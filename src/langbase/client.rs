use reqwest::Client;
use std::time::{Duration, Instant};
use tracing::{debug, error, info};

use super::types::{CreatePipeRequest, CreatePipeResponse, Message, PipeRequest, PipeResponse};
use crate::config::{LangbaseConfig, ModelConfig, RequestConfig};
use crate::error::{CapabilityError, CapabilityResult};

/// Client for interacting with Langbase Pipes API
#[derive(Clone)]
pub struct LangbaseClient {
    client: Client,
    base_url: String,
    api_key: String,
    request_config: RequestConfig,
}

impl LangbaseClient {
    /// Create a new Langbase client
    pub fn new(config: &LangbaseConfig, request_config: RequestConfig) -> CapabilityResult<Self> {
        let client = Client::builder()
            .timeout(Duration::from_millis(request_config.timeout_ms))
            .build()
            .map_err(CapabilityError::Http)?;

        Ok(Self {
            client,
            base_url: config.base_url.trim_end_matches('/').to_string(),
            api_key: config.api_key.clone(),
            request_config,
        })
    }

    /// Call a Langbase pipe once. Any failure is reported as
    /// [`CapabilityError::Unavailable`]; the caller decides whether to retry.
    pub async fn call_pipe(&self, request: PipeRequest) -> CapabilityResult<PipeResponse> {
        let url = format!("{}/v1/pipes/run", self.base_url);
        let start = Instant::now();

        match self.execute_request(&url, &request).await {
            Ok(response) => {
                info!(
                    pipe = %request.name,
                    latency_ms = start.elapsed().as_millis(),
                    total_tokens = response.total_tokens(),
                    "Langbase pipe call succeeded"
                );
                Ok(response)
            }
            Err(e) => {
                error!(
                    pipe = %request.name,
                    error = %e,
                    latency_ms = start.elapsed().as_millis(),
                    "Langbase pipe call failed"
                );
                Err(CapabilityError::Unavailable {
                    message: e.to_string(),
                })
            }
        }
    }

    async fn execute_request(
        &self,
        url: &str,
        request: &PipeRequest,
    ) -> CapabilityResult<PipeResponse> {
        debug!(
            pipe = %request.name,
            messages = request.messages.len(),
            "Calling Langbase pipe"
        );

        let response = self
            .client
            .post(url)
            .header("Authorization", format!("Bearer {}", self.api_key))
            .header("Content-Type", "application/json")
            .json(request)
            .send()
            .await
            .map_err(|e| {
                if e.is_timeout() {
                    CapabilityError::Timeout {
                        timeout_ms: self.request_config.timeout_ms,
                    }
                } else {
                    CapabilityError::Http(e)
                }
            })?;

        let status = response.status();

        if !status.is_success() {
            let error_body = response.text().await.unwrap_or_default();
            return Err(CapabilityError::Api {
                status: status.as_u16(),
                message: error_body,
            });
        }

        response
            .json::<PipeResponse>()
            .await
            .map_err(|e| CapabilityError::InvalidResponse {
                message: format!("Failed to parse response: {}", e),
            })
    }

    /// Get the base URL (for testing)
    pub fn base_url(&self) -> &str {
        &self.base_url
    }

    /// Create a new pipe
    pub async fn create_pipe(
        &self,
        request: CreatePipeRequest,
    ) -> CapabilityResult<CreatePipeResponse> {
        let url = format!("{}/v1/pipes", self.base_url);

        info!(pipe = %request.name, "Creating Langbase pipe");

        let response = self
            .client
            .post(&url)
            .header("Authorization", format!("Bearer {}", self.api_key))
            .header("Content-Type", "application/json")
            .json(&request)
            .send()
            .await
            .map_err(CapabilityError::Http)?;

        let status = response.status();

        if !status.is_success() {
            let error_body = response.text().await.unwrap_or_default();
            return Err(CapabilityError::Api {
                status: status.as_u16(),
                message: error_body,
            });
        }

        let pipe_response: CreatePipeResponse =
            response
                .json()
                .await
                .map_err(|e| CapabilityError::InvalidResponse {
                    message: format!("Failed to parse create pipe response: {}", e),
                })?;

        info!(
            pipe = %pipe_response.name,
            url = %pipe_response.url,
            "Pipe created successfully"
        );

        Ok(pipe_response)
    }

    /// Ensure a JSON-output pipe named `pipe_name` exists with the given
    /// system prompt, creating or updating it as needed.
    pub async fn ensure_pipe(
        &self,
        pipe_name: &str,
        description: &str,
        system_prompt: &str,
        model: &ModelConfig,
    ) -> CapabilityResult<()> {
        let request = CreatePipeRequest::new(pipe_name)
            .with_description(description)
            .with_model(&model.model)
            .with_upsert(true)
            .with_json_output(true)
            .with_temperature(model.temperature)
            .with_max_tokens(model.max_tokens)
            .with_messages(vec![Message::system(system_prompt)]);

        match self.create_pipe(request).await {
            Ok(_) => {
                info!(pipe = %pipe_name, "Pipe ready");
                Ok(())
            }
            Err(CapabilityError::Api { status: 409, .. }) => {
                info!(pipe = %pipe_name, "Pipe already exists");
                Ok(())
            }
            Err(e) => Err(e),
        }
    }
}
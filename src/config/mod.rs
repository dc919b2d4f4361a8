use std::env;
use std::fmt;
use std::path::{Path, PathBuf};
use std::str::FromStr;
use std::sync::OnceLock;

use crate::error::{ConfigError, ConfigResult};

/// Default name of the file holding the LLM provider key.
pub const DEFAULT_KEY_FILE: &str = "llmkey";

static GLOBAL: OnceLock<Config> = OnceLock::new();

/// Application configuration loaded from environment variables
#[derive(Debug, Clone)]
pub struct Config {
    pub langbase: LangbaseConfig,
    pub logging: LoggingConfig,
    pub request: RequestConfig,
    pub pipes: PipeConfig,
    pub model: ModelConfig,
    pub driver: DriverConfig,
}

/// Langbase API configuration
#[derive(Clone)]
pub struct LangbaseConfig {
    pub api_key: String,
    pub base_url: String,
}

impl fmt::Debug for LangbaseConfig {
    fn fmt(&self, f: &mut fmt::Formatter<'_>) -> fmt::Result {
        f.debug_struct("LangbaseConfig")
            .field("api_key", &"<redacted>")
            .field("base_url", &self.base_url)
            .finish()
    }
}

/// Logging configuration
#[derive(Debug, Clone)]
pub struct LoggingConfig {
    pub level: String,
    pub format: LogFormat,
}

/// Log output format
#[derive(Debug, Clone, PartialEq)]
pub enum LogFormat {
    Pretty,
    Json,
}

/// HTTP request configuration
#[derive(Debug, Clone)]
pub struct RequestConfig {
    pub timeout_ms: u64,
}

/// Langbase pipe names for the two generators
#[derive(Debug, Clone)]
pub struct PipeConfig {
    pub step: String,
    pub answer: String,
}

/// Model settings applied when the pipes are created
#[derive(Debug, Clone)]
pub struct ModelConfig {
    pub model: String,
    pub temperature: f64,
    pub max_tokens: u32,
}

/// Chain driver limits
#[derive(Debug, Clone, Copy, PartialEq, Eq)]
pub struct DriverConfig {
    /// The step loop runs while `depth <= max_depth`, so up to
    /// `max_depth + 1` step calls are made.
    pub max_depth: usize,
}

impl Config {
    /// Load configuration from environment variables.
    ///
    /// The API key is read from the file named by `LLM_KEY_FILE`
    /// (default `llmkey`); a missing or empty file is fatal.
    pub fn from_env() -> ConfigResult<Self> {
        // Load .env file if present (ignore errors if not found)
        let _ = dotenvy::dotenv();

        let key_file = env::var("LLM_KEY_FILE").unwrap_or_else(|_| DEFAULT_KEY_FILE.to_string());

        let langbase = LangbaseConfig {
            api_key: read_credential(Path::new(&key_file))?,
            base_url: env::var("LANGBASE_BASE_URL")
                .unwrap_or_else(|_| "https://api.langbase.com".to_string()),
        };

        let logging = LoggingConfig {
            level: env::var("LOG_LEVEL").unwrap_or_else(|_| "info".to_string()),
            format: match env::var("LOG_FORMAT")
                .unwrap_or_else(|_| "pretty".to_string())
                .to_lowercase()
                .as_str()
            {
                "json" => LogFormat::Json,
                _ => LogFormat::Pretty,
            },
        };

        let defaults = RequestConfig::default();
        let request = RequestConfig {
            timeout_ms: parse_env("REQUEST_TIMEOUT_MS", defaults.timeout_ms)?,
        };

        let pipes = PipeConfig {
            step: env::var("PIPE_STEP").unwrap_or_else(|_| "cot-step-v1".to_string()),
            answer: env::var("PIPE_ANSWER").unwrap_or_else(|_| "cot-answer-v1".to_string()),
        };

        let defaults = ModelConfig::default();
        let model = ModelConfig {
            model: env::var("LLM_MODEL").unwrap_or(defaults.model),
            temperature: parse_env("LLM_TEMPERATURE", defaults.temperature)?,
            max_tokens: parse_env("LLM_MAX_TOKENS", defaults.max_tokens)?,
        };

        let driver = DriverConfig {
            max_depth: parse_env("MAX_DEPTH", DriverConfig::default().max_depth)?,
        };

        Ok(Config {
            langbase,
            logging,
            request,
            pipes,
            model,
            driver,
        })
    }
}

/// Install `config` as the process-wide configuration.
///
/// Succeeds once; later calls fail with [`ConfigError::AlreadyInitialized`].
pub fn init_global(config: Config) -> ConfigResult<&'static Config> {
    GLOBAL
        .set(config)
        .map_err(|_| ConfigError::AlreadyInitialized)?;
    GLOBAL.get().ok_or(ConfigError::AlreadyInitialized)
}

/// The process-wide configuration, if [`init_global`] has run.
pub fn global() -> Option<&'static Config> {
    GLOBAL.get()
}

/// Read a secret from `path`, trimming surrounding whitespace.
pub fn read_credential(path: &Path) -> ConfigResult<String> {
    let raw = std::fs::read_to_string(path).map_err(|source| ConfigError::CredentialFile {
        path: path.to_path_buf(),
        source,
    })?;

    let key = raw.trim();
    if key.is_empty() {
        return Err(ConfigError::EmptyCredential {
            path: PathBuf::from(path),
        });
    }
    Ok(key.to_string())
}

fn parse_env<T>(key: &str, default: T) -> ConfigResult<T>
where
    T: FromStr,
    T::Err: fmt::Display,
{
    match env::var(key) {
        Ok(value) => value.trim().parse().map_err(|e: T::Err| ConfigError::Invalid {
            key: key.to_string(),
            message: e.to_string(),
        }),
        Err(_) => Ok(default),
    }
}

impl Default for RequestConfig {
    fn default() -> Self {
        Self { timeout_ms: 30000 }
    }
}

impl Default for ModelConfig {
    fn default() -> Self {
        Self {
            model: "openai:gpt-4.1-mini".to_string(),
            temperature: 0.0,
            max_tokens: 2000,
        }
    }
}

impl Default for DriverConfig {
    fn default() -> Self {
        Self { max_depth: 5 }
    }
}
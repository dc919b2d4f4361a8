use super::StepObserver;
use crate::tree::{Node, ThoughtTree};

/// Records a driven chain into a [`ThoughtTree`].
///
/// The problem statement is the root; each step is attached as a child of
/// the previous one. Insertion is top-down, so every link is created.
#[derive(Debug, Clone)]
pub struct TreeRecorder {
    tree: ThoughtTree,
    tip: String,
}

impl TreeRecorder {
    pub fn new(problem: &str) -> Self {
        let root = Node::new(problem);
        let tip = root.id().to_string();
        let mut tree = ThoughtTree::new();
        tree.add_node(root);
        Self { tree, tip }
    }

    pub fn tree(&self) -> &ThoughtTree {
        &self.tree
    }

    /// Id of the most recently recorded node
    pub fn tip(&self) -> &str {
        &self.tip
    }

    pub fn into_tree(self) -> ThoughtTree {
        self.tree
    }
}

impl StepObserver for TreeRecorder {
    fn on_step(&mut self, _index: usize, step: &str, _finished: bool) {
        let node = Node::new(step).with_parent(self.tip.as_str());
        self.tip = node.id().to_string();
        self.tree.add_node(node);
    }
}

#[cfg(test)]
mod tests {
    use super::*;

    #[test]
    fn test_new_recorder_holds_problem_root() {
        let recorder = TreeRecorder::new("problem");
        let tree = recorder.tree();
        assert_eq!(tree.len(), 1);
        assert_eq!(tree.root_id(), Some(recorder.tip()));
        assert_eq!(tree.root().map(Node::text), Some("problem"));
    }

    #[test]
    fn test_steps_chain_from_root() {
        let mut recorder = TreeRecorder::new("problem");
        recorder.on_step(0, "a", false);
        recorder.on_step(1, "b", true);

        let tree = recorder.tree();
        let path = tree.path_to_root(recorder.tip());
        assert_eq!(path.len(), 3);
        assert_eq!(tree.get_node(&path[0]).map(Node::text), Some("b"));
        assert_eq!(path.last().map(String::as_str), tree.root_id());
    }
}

┄┄┄┄┄┄┄┄┄┄┄┄┄┄┄┄┄┄┄┄

### PROBLEM STATEMENT
Among the lines above, return those that contain the string "static".

### WRITTEN RESPONSE
static GLOBAL: OnceLock<Config> = OnceLock::new();
pub fn init_global(config: Config) -> ConfigResult<&'static Config> {
pub fn global() -> Option<&'static Config> {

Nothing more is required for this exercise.